Returning after a five-year absence, Mike Stroud and Evan Mast, a.k.a. Brooklyn electronic rock duo Ratatat, only heightened expectations when it was revealed that they had named their fifth studio effort Magnifique.

The long-awaited follow-up to 2010’s LP4 doesn’t quite live up to its boastful title, but there are enough flashes of inspiration amongst its 14 instrumentals to justify the pair’s apparent unwavering confidence.

“Drift” is an intriguingly spooky slice of chillwave which blends ghost house organs with the album’s prevalent sound, the slide guitar. “Pricks of Brightness” is the kind of shape-shifting proggy affair you’d expect from a classic Mike Oldfield record, while the sweeping strings and laid-back beats of the sumptuous “Magnifique” will no doubt become a staple of the Sunday morning chill-out compilation from now on.

The use of radio tuning samples to bridge the gap between several tracks is also an inspired idea. Likewise the dreamlike cover version of Springwater’s 1971 space-rock classic “I Will Return,” in which Ratatat make an unlikely bid to grace the closing scenes of a romantic teen drama.

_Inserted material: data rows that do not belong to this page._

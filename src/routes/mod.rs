//! Route definitions for the GAMR risk analytics API.

pub mod health;
pub mod recommendations;
pub mod risk_score;
pub mod security_index;

use axum::extract::DefaultBodyLimit;
use axum::http::{header, HeaderValue, Method};
use axum::routing::{get, post};
use axum::Router;
use tower::ServiceBuilder;
use tower_http::compression::CompressionLayer;
use tower_http::cors::CorsLayer;
use tower_http::trace::TraceLayer;

use crate::AppState;

/// Build the full application router.
pub fn router(state: AppState) -> Router {
    let cors = match state.config.frontend_url.parse::<HeaderValue>() {
        Ok(origin) => CorsLayer::new()
            .allow_origin(origin)
            .allow_methods([Method::GET, Method::POST])
            .allow_headers([header::CONTENT_TYPE, header::AUTHORIZATION]),
        Err(e) => {
            tracing::warn!(
                error = %e,
                url = %state.config.frontend_url,
                "Invalid FRONTEND_URL, cross-origin requests disabled"
            );
            CorsLayer::new()
        }
    };

    let api_routes = Router::new()
        .route("/risk-score", post(risk_score::compute))
        .route("/risks/recommendations", post(recommendations::recommend))
        .route("/security-index", post(security_index::compute));

    Router::new()
        .route("/health/live", get(health::live))
        .route("/health/ready", get(health::ready))
        .nest("/api/v1", api_routes)
        .layer(
            ServiceBuilder::new()
                .layer(TraceLayer::new_for_http())
                .layer(cors)
                .layer(CompressionLayer::new())
                .layer(DefaultBodyLimit::max(state.config.max_body_bytes)),
        )
        .with_state(state)
}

However, Stroud and Mast aren’t always quite so adventurous, with the loping basslines, yacht-rock riffs and muted disco beats of lead single “Cream on Chrome” setting a template from which half of the record doesn’t even try to deviate. Indeed, take away the occasional sound effects and it would be difficult to distinguish between the likes of “Countach,” “Rome” and “Primetime,” while the two brief toy piano-led pieces that bookend the album are the pure definition of pointless.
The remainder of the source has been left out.